Start of Block

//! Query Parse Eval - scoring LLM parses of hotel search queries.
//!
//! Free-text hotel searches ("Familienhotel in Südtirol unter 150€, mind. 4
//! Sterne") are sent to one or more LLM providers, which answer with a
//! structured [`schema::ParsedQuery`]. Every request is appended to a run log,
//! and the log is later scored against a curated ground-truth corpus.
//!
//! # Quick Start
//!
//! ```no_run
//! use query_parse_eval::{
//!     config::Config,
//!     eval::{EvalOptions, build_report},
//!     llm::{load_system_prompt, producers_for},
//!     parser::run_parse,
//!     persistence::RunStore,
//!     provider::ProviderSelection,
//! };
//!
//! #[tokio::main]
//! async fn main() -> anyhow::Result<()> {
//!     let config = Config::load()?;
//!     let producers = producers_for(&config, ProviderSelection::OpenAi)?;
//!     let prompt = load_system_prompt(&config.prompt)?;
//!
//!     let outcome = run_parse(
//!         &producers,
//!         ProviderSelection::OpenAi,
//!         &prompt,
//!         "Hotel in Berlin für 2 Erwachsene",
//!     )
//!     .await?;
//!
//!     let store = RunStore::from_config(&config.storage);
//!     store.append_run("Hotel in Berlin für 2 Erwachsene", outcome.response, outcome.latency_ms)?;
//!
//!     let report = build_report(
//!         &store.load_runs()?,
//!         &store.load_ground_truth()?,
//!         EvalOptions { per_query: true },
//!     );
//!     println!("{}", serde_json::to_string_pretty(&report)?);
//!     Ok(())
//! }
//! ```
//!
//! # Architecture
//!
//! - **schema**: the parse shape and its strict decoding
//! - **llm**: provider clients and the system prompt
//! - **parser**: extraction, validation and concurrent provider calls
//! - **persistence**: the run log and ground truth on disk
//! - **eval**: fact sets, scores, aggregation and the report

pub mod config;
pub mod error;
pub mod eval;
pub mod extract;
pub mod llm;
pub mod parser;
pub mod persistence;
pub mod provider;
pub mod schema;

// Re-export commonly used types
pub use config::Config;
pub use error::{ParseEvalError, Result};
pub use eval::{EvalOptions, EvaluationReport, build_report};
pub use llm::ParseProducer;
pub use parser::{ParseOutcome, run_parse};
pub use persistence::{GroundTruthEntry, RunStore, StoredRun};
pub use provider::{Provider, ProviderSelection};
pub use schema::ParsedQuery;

End of Block

Only lines holding the word "schema" are wanted, so copy each of them from the records above.

Result below:
//! structured [`schema::ParsedQuery`]. Every request is appended to a run log,
//! - **schema**: the parse shape and its strict decoding
pub mod schema;
pub use schema::ParsedQuery;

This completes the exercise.